Sounds racial. They would not conform to the French culture, so now they are patte.
Ah yes
Europe who has always considerd themselves enlightened and America racist
Let them eat cake.
France...have a blast.
The whole thing was part of the Voelkerwanderung, a complex movement reaching via the Steppes all the way to China.
Better put some ice on that.
Part of. There are various cultural and other things going on. There were similar barbarian incursions all thru out Roman history. They managed for at least 1000 years to manage the threat. The Eastern Empire did for just over an additional 1000 years afterward. Rome died in stages not in a massive Gotterdamerung.
Nope no cake, just lead.
Fortunately for the French, they care little about political correctness when it comes to profiling Middle Eastern terrorists.
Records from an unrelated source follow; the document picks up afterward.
//! # Deposit Guardian
//!
//! A daemon that watches the deposit contract and the staking modules of a staking protocol,
//! verifies that deposits and operator keys are consistent, and broadcasts signed guardian
//! messages so that guardians can pause deposits or unvet keys when something is wrong.
//!
//! ## Modules
//! - [`provider`]: JSON-RPC access with metrics, retries and a stall watchdog.
//! - [`event_cache`]: Persisted, versioned caches of chain events.
//! - [`deposit_registry`] and [`signing_keys_registry`]: Event histories kept up to date per cycle.
//! - [`key_state`]: Classification of operator keys.
//! - [`messenger`]: Guardian protocol messages and their publication.
//! - [`guardian`]: The per-block cycle tying everything together.

/// Lock/unlock mutex serializing message publication.
pub mod async_mutex;

/// Runtime configuration.
pub mod config;

/// Typed reads of the deposit contract, staking router and deposit security module.
pub mod contracts;

/// Deposit history with integrity checks against the contract root.
pub mod deposit_registry;

/// Decoding and verification of deposit logs.
pub mod deposit_verifier;

/// File backed event caches with reorg detection.
pub mod event_cache;

/// Unrecoverable conditions and the channel that reports them.
pub mod fatal;

/// The guardian cycle.
pub mod guardian;

/// Duplicate, invalid and front-run key detection.
pub mod key_state;

/// Keys API client.
pub mod keys_api;

/// Guardian protocol messages.
pub mod messenger;

/// Prometheus metrics.
pub mod metrics;

/// Metered JSON-RPC provider with block tag handling and range fall-over.
pub mod provider;

/// Raw JSON-RPC transports.
pub mod rpc;

/// `SigningKeyAdded` event history of the staking modules.
pub mod signing_keys_registry;

/// Pub/sub transports for guardian messages.
pub mod transport;

/// Packing of unvet requests.
pub mod unvetting;

/// Detects a chain head that stopped moving.
pub mod watchdog;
The BBC posts an odd story, seemingly written in code. Two boys, it seems, ran away from police in a Paris suburb, climbed onto an electrical [power?] station, and died. So local residents rioted, attacked firfighters sent to rescue the boys, and demonstrated. For two days running.
The first key to breaking the code is to examine the pictures which accompany the article. The local residents seem to be wearing Islamic head garb. And appear somewhat darker than most French people. Variants of the words Islam or Muslim of course never appear.
The second key to breaking the code requires some minimal knowledge of contemporary France: specifically who lives in many of the suburbs [Muslim immigrants], and who is the national official involved [Interior Minister Nokolas Sarkozy a conservative, and likely the next President of France, therefore a BBC enemy].
Life was simpler when news agencies simply reported the news, rather than encoded it.